■ **YOUR TASK**
Both the line with "self.cond.notify_all();" and the line with "pub(crate) fn wake_all(&self)" in the records below must appear in the output, along with every line between them, exactly and with nothing added.
== Segment start ==
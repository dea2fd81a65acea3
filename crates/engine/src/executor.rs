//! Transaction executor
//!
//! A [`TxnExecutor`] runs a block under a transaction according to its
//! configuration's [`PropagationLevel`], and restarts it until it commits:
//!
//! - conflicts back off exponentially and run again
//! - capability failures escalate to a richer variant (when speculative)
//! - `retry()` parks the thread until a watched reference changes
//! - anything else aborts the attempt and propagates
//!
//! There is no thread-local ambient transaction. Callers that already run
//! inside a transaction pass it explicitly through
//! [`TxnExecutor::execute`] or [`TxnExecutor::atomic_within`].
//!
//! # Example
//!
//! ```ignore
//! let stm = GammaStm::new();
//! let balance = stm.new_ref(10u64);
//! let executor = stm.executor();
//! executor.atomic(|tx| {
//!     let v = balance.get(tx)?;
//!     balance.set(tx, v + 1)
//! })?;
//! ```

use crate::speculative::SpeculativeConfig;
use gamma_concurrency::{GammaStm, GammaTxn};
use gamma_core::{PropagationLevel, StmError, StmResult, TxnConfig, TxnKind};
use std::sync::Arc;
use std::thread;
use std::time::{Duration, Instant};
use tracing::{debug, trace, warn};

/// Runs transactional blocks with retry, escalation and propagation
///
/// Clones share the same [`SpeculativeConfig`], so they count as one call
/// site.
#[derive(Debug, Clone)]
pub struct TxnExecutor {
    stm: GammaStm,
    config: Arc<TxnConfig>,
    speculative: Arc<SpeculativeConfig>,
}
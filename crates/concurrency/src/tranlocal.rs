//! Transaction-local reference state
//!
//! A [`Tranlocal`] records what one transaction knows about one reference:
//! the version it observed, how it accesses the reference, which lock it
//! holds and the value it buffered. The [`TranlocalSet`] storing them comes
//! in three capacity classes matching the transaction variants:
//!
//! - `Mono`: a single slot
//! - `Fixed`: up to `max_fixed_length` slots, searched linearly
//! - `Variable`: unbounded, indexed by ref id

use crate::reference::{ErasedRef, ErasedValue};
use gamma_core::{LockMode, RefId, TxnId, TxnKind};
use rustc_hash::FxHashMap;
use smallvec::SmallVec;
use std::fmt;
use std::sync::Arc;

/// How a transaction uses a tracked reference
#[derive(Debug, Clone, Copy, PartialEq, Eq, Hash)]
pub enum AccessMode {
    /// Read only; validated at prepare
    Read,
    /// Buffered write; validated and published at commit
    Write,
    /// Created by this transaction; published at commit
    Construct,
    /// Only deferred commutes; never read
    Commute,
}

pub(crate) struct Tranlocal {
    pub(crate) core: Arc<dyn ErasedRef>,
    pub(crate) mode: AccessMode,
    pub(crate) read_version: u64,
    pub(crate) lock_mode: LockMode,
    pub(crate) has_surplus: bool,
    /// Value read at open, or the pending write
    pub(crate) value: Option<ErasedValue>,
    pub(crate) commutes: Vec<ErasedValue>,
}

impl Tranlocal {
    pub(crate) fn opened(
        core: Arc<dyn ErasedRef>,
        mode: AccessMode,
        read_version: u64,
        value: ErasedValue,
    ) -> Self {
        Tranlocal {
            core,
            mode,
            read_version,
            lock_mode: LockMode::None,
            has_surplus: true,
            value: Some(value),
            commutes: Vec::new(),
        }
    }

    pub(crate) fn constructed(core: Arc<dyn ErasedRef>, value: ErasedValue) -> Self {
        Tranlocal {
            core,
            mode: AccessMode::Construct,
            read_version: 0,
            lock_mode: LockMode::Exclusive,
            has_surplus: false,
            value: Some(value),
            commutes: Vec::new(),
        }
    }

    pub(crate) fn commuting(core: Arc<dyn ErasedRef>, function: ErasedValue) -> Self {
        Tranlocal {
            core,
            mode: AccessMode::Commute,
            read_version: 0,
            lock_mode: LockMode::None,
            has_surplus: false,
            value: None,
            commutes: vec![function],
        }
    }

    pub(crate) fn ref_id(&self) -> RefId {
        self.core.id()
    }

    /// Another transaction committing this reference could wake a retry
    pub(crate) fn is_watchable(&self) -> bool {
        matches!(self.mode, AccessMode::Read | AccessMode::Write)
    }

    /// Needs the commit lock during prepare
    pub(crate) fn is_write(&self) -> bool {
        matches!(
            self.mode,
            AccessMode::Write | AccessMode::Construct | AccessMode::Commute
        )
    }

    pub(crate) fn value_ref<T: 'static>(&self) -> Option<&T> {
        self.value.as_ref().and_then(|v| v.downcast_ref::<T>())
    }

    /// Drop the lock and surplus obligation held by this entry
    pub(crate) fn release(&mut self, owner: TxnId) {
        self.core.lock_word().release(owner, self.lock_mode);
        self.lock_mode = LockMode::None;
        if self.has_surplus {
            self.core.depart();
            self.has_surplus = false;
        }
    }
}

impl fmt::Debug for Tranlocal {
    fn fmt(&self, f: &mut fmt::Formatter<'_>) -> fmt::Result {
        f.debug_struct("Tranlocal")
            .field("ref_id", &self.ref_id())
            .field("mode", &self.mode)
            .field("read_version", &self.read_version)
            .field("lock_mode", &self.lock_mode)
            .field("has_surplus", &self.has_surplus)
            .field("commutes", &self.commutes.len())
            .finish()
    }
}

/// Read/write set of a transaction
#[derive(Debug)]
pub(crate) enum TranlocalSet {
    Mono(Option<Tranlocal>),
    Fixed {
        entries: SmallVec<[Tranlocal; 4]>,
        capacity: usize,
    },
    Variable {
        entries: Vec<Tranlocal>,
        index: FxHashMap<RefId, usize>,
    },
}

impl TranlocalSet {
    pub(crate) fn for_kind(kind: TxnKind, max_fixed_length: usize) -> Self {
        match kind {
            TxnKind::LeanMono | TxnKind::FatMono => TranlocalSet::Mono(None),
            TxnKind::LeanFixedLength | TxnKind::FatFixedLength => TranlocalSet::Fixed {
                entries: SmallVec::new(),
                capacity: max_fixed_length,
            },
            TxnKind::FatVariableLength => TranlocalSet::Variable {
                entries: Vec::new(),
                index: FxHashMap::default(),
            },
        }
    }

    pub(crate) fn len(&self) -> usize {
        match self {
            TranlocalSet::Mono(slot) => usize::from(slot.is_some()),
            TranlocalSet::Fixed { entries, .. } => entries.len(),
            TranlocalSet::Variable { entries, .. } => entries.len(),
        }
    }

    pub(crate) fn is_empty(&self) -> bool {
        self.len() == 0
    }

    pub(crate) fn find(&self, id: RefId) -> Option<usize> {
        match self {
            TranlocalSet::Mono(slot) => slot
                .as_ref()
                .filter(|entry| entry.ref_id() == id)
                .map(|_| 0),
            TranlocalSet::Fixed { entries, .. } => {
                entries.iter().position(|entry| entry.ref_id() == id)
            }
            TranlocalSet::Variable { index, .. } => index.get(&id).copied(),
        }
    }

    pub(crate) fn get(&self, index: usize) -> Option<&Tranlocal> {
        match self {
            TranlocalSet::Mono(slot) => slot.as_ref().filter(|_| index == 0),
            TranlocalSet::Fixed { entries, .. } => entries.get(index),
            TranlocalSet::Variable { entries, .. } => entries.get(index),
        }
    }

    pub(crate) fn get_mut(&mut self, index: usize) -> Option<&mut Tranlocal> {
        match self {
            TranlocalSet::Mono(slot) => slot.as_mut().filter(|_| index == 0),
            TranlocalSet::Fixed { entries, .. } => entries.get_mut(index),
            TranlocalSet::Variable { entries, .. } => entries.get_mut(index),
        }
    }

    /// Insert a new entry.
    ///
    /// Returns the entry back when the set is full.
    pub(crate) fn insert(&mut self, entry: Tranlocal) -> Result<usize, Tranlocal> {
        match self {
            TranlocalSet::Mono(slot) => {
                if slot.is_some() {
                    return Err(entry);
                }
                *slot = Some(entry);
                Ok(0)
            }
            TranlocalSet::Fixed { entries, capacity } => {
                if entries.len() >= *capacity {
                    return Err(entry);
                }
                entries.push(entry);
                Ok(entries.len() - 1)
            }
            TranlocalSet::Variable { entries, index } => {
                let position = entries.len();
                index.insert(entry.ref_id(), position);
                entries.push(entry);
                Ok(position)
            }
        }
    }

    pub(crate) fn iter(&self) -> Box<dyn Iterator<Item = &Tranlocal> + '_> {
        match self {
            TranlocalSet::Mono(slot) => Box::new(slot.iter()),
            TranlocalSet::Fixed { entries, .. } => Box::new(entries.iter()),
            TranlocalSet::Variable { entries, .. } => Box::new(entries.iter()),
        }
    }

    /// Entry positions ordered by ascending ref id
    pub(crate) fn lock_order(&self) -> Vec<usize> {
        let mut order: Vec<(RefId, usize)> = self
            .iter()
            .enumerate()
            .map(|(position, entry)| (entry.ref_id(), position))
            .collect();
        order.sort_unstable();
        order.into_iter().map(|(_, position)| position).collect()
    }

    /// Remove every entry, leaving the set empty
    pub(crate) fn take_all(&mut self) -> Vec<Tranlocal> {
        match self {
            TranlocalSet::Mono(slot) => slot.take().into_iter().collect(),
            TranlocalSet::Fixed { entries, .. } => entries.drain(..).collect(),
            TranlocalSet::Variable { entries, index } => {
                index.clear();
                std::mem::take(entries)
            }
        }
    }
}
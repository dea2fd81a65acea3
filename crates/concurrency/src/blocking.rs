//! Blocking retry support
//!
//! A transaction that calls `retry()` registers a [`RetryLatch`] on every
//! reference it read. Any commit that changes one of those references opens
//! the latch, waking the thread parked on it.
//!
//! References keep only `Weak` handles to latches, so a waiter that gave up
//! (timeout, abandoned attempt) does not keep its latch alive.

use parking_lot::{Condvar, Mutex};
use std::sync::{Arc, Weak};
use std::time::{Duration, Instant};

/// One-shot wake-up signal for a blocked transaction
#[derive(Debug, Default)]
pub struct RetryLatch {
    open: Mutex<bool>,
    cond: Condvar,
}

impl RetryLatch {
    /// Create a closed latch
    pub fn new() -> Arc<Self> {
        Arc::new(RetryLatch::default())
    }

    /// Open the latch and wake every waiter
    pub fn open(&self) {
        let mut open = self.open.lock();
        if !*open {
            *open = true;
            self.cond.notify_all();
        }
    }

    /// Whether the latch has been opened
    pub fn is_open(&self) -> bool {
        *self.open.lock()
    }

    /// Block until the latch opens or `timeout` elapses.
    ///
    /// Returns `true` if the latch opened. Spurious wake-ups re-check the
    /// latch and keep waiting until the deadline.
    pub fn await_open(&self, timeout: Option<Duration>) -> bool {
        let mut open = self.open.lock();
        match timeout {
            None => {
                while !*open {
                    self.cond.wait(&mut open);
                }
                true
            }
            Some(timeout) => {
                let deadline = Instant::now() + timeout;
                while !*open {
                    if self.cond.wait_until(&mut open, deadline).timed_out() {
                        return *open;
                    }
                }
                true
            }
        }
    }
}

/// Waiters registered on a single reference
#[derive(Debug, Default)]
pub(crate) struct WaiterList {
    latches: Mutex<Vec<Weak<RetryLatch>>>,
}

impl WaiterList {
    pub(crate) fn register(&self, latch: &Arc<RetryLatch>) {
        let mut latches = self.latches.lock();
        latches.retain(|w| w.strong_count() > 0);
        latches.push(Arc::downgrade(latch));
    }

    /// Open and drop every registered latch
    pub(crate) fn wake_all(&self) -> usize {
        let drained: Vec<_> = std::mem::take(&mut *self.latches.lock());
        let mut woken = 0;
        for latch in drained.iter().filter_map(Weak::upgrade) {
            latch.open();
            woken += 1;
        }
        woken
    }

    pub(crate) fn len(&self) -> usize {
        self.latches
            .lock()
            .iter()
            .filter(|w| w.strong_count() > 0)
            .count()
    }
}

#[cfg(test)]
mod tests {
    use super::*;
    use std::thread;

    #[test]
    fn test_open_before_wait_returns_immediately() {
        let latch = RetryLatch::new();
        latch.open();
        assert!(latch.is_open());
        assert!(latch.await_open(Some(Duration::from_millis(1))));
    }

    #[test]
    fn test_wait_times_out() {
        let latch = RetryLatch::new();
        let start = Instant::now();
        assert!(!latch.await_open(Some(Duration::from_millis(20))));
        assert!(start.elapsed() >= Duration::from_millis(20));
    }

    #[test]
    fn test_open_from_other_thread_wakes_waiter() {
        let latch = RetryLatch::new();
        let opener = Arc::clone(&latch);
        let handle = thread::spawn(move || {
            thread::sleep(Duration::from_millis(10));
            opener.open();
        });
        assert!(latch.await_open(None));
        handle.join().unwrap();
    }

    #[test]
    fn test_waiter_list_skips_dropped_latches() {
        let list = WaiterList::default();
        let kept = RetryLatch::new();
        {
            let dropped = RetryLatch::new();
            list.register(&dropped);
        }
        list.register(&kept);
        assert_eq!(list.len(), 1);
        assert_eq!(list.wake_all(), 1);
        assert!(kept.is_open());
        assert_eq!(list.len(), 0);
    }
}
== Segment end ==
■ **WRITTEN ANSWER**
            self.cond.notify_all();
        }
    }

    /// Whether the latch has been opened
    pub fn is_open(&self) -> bool {
        *self.open.lock()
    }

    /// Block until the latch opens or `timeout` elapses.
    ///
    /// Returns `true` if the latch opened. Spurious wake-ups re-check the
    /// latch and keep waiting until the deadline.
    pub fn await_open(&self, timeout: Option<Duration>) -> bool {
        let mut open = self.open.lock();
        match timeout {
            None => {
                while !*open {
                    self.cond.wait(&mut open);
                }
                true
            }
            Some(timeout) => {
                let deadline = Instant::now() + timeout;
                while !*open {
                    if self.cond.wait_until(&mut open, deadline).timed_out() {
                        return *open;
                    }
                }
                true
            }
        }
    }
}

/// Waiters registered on a single reference
#[derive(Debug, Default)]
pub(crate) struct WaiterList {
    latches: Mutex<Vec<Weak<RetryLatch>>>,
}

impl WaiterList {
    pub(crate) fn register(&self, latch: &Arc<RetryLatch>) {
        let mut latches = self.latches.lock();
        latches.retain(|w| w.strong_count() > 0);
        latches.push(Arc::downgrade(latch));
    }

    /// Open and drop every registered latch
    pub(crate) fn wake_all(&self) -> usize {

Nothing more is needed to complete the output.